◆ About this exercise
What lines in the following entries hold the word "Sync"? Copy each one.
═════ Data for this exercise
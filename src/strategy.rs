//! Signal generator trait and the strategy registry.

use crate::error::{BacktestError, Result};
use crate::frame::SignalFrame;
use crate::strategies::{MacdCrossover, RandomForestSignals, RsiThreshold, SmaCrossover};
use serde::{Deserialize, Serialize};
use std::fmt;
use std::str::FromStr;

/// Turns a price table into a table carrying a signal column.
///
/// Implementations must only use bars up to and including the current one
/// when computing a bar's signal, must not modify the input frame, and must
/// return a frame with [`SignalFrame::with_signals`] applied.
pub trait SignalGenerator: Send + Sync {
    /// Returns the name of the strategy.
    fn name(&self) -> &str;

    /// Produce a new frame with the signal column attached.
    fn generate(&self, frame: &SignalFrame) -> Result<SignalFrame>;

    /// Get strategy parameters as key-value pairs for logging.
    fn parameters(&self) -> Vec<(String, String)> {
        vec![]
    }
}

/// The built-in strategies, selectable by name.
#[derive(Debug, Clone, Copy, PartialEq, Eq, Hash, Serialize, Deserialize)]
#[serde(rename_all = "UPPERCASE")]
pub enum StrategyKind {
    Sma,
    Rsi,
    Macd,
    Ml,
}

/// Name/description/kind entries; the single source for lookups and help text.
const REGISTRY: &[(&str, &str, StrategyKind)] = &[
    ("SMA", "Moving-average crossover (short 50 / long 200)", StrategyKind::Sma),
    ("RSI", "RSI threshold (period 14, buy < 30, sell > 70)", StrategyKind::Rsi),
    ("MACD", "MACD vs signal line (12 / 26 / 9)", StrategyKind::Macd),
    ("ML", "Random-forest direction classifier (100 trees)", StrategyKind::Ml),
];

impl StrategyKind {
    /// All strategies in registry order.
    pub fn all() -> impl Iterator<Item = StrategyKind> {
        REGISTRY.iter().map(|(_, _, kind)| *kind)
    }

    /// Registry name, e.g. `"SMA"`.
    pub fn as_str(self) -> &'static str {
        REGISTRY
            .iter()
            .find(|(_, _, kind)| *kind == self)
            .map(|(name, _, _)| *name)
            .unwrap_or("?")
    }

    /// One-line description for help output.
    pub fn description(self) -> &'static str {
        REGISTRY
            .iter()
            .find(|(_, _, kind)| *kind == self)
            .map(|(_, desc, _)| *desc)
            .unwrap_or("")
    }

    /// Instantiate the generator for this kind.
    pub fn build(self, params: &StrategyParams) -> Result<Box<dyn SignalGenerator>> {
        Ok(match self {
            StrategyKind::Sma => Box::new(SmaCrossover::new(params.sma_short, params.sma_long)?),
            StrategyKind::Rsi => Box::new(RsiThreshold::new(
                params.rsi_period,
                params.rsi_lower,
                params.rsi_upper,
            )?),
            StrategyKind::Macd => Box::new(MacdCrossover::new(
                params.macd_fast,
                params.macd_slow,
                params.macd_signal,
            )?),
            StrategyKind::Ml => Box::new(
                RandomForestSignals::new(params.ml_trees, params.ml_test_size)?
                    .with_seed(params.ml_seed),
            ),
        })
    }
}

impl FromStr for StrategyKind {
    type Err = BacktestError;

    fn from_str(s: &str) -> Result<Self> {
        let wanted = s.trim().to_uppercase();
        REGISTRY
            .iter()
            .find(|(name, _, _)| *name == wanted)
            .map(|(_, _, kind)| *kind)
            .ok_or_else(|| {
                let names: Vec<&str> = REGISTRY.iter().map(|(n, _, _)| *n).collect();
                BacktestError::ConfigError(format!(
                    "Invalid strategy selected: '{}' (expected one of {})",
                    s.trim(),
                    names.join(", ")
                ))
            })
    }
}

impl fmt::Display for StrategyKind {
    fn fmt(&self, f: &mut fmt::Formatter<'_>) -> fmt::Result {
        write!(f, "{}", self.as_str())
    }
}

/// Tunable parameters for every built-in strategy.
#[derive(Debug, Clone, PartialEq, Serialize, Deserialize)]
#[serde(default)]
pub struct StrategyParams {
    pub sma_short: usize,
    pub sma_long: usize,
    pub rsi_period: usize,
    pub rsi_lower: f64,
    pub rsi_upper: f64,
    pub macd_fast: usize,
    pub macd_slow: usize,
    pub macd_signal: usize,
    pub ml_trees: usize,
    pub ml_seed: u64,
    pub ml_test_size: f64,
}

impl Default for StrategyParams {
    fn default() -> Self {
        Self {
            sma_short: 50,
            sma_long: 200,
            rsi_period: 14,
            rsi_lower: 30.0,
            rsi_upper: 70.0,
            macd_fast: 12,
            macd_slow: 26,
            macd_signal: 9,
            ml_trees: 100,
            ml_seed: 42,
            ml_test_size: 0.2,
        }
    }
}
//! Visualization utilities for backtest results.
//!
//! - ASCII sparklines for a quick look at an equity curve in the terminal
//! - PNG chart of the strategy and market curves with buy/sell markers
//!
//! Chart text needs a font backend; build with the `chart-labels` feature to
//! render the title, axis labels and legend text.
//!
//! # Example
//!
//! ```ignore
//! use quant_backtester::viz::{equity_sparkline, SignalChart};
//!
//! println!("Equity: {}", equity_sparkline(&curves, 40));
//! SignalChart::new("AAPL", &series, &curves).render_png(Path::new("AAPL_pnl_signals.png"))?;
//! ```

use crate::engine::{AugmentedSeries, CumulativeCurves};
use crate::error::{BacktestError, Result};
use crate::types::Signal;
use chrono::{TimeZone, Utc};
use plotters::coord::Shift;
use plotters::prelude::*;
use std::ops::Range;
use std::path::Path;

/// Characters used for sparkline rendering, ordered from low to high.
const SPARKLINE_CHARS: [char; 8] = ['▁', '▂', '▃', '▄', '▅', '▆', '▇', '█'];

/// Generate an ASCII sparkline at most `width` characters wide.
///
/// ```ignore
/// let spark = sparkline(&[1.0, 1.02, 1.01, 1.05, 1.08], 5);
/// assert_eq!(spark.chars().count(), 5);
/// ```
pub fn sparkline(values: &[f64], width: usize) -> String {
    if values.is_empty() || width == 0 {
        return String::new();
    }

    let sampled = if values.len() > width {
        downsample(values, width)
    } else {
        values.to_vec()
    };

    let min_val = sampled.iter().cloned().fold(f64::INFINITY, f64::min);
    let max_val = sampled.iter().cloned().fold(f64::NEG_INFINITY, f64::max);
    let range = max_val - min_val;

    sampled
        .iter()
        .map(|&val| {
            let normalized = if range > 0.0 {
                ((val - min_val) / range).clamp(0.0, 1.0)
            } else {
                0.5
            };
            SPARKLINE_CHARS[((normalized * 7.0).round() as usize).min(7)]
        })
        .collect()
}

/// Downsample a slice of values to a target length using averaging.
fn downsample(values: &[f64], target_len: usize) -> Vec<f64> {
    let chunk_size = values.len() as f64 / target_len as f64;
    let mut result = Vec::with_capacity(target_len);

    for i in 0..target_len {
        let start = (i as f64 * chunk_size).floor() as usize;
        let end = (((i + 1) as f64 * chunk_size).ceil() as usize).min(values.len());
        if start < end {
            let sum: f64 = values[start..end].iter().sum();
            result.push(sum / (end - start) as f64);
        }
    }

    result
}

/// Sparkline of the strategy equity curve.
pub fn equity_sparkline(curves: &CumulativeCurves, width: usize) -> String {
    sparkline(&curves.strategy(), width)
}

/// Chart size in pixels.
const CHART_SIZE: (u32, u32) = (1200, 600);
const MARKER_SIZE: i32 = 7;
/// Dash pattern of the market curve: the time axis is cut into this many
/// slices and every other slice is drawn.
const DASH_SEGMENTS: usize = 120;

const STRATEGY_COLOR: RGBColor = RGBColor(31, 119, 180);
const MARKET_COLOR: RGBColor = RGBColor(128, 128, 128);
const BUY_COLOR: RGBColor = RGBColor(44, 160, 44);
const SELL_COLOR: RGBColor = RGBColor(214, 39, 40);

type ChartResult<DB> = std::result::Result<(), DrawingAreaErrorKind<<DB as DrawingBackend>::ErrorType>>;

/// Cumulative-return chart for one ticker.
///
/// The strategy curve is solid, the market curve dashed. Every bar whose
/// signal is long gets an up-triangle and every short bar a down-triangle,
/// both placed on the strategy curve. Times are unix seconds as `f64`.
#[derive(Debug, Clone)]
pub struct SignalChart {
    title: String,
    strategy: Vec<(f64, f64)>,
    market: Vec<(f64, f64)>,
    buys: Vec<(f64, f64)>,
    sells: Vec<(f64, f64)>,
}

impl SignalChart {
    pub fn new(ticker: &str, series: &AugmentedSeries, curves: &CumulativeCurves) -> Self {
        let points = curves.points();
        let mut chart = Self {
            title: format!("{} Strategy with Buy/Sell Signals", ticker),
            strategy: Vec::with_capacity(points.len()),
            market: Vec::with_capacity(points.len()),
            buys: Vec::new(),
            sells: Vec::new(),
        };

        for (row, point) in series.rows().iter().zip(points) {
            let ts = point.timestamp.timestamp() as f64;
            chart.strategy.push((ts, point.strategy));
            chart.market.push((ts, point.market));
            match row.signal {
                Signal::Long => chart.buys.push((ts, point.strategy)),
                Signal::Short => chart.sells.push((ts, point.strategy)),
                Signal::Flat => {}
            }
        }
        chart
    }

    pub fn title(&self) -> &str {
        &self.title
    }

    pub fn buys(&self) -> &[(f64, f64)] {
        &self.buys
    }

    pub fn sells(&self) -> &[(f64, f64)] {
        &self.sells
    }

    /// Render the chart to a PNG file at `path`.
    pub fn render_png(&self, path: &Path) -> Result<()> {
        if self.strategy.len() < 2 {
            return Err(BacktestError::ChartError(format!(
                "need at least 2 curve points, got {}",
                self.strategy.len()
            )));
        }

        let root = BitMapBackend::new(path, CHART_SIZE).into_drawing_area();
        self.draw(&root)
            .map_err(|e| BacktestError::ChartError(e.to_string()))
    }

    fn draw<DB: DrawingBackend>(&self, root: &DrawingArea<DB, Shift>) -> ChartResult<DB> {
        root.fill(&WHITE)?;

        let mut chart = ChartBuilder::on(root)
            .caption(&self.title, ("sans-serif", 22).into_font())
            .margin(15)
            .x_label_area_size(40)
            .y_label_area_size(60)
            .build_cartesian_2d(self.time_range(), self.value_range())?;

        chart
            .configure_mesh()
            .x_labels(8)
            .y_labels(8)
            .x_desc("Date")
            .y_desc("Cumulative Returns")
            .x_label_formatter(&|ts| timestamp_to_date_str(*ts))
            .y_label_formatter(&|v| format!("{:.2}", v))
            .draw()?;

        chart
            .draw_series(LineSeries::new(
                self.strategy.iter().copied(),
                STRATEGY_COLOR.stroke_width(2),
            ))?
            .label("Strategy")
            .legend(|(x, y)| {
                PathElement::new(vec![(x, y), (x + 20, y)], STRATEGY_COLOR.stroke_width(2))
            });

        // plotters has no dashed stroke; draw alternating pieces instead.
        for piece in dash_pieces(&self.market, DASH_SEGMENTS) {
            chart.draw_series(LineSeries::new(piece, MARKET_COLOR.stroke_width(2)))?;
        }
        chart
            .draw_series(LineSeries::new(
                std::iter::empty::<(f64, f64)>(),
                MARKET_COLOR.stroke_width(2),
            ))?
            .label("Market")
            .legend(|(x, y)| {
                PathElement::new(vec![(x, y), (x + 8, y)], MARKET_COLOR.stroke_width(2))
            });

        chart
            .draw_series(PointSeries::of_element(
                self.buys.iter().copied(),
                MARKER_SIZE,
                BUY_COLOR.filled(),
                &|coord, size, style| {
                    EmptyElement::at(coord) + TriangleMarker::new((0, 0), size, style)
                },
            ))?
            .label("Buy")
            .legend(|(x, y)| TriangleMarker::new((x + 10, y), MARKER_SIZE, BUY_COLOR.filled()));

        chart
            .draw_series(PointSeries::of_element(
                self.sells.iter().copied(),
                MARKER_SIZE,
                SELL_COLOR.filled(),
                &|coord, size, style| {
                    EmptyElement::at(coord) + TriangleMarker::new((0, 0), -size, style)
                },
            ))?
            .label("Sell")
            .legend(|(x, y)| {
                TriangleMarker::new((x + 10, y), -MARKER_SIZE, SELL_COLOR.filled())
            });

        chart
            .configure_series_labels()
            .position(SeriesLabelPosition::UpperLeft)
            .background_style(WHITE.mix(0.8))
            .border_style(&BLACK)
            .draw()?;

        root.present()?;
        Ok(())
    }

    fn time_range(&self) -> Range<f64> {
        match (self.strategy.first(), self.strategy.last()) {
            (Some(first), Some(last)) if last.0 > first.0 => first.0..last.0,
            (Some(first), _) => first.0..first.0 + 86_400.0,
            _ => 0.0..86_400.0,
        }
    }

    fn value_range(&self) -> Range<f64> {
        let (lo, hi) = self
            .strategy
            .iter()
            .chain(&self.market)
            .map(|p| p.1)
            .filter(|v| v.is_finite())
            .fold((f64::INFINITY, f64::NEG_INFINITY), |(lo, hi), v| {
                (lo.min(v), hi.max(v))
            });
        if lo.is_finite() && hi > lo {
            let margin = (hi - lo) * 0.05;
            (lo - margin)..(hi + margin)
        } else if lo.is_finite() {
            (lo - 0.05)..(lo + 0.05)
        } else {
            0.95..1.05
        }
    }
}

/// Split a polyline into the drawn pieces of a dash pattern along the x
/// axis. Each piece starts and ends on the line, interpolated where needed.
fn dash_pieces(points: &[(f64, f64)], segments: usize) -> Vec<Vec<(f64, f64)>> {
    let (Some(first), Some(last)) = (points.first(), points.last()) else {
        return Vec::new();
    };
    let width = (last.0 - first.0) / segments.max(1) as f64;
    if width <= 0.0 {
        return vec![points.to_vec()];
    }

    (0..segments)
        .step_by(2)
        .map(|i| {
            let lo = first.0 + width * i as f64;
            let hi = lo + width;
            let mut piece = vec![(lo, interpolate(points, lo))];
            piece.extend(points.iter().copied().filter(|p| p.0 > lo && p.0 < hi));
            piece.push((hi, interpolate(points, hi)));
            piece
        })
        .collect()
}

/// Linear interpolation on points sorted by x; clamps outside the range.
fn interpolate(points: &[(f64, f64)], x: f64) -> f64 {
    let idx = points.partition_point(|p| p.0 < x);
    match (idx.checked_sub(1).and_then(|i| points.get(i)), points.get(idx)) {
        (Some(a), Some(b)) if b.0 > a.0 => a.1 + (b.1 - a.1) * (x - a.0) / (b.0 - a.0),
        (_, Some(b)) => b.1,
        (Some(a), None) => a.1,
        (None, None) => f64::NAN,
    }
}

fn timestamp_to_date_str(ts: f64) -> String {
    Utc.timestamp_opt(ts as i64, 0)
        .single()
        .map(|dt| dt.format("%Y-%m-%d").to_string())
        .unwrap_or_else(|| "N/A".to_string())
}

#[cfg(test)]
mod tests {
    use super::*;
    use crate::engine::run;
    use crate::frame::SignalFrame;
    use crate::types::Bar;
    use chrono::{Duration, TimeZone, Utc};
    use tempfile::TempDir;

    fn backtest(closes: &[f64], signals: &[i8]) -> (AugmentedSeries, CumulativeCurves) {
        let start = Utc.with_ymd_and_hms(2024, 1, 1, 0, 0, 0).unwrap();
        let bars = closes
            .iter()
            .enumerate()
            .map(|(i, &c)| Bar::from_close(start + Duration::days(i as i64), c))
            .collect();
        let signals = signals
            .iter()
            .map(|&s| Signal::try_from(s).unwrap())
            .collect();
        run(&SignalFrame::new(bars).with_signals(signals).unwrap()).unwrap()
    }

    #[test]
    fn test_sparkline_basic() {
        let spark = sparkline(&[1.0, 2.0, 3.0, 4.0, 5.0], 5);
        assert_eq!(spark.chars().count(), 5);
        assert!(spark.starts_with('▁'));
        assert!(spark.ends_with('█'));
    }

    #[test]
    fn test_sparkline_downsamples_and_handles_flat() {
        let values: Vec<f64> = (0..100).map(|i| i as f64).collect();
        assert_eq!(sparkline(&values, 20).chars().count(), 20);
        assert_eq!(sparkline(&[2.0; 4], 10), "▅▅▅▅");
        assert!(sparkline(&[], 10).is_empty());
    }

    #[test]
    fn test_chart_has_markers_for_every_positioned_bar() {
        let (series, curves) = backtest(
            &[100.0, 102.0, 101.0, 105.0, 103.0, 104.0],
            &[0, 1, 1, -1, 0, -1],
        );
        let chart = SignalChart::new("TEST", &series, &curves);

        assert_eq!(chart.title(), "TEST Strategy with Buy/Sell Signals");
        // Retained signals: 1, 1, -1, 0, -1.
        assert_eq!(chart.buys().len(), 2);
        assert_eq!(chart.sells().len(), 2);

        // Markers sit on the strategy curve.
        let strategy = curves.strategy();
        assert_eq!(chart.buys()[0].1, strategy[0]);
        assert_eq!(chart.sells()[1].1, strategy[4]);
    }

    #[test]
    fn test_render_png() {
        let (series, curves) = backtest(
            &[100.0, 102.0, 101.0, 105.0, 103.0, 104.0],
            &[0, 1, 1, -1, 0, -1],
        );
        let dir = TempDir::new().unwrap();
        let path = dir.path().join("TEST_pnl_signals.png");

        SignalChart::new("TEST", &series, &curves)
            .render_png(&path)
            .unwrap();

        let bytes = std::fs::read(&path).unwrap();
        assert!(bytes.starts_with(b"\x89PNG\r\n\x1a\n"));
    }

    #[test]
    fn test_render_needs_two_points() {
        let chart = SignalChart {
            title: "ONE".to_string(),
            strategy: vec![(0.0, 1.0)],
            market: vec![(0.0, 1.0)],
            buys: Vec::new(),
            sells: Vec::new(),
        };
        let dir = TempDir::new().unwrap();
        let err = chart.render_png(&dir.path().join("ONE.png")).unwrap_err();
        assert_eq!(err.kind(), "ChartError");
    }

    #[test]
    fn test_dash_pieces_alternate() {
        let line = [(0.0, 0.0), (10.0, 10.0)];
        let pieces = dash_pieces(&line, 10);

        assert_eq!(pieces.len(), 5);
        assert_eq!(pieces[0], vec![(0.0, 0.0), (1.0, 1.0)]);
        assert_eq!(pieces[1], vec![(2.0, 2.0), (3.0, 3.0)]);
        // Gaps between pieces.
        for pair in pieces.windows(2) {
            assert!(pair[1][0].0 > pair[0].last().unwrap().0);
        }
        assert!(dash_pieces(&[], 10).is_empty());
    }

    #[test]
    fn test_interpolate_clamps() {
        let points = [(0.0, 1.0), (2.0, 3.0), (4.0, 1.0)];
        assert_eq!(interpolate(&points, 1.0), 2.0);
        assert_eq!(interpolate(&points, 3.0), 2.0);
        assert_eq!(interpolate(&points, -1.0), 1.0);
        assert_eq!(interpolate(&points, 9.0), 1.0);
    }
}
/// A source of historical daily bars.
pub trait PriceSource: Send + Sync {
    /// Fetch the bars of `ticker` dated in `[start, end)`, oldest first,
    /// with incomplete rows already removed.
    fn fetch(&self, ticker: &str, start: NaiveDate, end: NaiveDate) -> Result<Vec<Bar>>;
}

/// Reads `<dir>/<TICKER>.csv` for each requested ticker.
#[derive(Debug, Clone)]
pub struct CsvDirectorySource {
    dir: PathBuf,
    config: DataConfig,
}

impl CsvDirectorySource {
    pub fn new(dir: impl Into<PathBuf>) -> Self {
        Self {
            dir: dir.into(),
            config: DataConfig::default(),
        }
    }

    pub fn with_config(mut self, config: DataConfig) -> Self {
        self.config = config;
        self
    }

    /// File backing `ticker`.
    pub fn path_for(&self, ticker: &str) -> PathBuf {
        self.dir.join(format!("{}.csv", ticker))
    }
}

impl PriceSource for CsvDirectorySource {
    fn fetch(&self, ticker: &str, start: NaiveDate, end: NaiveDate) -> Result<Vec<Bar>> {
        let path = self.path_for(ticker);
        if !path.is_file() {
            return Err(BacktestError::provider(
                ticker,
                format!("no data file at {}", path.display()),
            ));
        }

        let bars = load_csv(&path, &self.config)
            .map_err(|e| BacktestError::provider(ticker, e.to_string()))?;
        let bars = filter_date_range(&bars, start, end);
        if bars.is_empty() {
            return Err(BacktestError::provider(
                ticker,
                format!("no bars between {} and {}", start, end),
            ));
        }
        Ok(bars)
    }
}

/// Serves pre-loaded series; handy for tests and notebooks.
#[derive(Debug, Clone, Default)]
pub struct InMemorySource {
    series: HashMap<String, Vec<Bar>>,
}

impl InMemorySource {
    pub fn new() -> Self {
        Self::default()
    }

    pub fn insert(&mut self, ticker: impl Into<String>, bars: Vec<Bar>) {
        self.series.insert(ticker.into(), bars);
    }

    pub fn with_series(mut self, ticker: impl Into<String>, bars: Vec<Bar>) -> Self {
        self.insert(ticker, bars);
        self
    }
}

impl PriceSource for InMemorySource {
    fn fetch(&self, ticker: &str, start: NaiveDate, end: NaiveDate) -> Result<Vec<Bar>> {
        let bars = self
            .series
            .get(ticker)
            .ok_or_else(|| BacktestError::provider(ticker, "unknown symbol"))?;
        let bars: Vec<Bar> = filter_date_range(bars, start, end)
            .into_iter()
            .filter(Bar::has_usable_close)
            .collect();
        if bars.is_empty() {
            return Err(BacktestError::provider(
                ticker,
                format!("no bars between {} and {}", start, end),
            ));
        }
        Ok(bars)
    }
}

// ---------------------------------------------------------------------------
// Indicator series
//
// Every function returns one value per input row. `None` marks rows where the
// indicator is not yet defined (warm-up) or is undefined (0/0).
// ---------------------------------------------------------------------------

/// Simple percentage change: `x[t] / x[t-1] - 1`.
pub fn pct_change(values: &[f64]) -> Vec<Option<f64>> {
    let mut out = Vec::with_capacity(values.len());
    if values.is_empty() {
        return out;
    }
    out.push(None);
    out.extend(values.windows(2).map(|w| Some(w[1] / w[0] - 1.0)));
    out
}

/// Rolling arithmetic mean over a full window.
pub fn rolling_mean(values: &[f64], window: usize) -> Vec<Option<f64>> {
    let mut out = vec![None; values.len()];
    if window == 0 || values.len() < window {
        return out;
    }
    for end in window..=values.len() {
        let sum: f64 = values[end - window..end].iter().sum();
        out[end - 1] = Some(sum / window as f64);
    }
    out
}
══════════
◆ Reply to the task
pub trait SignalGenerator: Send + Sync {
pub trait PriceSource: Send + Sync {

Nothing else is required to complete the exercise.